Yehuda: Yeah, I told you avandia killed people for few years. It stopped, FDA said it doesn’t kill anymore. You cannot even buy it anymore, but it doesn’t kill anymore.
Steve: Yeah, but because of that though, the FDA requires all new diabetes drugs to go through cardiovascular trials. And that’s the reason why we found that SGLT2. If it wasn’t for Dr. Nisan, we would have never done that.

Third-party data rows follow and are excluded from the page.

//! Domain service for the confession wall.
//!
//! Covers submission (with the moderation pipeline), listing, voting, and the
//! admin moderation actions.

use thiserror::Error;

use crate::db::{Confession, ConfessionFilter};

/// Errors specific to confession operations.
#[derive(Debug, Error)]
pub enum ConfessionError {
    #[error("Validation failed: {0}")]
    Validation(String),

    #[error("Message contains prohibited words")]
    ProhibitedWords,

    #[error("A very similar confession already exists")]
    DuplicateContent,

    #[error("You already voted")]
    AlreadyVoted,

    #[error("Confession not found")]
    NotFound,

    #[error("Database error: {0}")]
    Database(String),

    #[error("Internal error: {0}")]
    Internal(String),
}

impl From<sea_orm::DbErr> for ConfessionError {
    fn from(err: sea_orm::DbErr) -> Self {
        Self::Database(err.to_string())
    }
}

impl From<anyhow::Error> for ConfessionError {
    fn from(err: anyhow::Error) -> Self {
        Self::Internal(err.to_string())
    }
}

/// Submission input after the HTTP layer has applied its trims.
#[derive(Debug, Clone)]
pub struct ConfessionSubmission {
    pub name: Option<String>,
    pub message: String,
    pub ip_hash: String,
    pub user_id: Option<i32>,
}

/// One page of confessions.
#[derive(Debug, Clone)]
pub struct ConfessionPage {
    pub items: Vec<Confession>,
    pub total: u64,
    pub page: u64,
    pub limit: u64,
}

/// Domain service trait for the wall.
#[async_trait::async_trait]
pub trait ConfessionService: Send + Sync {
    /// Runs the moderation pipeline and stores the confession.
    ///
    /// # Errors
    ///
    /// Returns [`ConfessionError::Validation`] for short messages,
    /// [`ConfessionError::ProhibitedWords`] on a denylist hit, and
    /// [`ConfessionError::DuplicateContent`] when a near-duplicate is found.
    async fn create(&self, submission: ConfessionSubmission)
    -> Result<Confession, ConfessionError>;

    /// Lists confessions matching the filter, newest first.
    async fn list(
        &self,
        filter: ConfessionFilter,
        page: u64,
        limit: u64,
    ) -> Result<ConfessionPage, ConfessionError>;

    /// Records a vote and returns the confession with updated counters.
    ///
    /// # Errors
    ///
    /// Returns [`ConfessionError::AlreadyVoted`] for a repeat (confession,
    /// hash) pair and [`ConfessionError::NotFound`] for an unknown id.
    async fn vote(
        &self,
        confession_id: i32,
        value: i32,
        ip_hash: &str,
    ) -> Result<Confession, ConfessionError>;

    /// Sets the confession APPROVED and notifies clients.
    async fn approve(&self, id: i32) -> Result<Confession, ConfessionError>;

    /// Sets the confession REJECTED. Rejections are not broadcast.
    async fn reject(&self, id: i32) -> Result<Confession, ConfessionError>;

    /// Deletes the confession; associated votes cascade.
    async fn delete(&self, id: i32) -> Result<(), ConfessionError>;

    /// Unpaginated export for the admin CSV download.
    async fn export(&self, filter: ConfessionFilter) -> Result<Vec<Confession>, ConfessionError>;
}
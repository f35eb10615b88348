pub mod moderation;

pub mod confession_service;
pub mod confession_service_impl;
pub use confession_service::{
    ConfessionError, ConfessionPage, ConfessionService, ConfessionSubmission,
};
pub use confession_service_impl::SeaOrmConfessionService;

pub mod auth_service;
pub mod auth_service_impl;
pub use auth_service::{AuthError, AuthService, LoginResult, Registration, TokenClaims};
pub use auth_service_impl::SeaOrmAuthService;

pub mod user_service;
pub mod user_service_impl;
pub use user_service::{UserAdminError, UserAdminService, UserPage};
pub use user_service_impl::SeaOrmUserAdminService;

pub mod bad_word_service;
pub mod bad_word_service_impl;
pub use bad_word_service::{BadWordError, BadWordService};
pub use bad_word_service_impl::SeaOrmBadWordService;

Yehuda: Yes, so Steve, for wrong reasons we have got the best credit. We all love those trials. I will tell you, even the companies that were faced with this huge investment, and those trials were very expensive, even those companies are now really appreciative of a lot of data. Seeing the effect on kidney, seeing true side effect profile, there are lot of things that are going on. FDA get some report and they slapped them with one warning after another warning. There are some long-term trials. CANVAS has up to 7 years of data, that’s great. GLP1 coming out end of this year or beginning next year. We will see lots of data so the data we will see it’s not only on the mortality, not only on cardiac event but you’re looking at the looking at kidneys. We need to see what happened with eyes, we need to understand neuropathy, we need to understand the bones, liver. So many stuff that we want to understand.
Steve: One quick last question, are you looking forward to any news coming out of ADA next month?
Yehuda: Well, CANVAS. I think CANVAS is a big thing. There was some other interesting stuff but CANVAS is probably biggest thing. We are all waiting to see what’s going to happen.
Steve: I want to thank you for your time. Very interesting and I am sure we have all learned something new today. Thank you
Yehuda: Thank you, Steve.
Steve: Enjoy the rest of your stay here.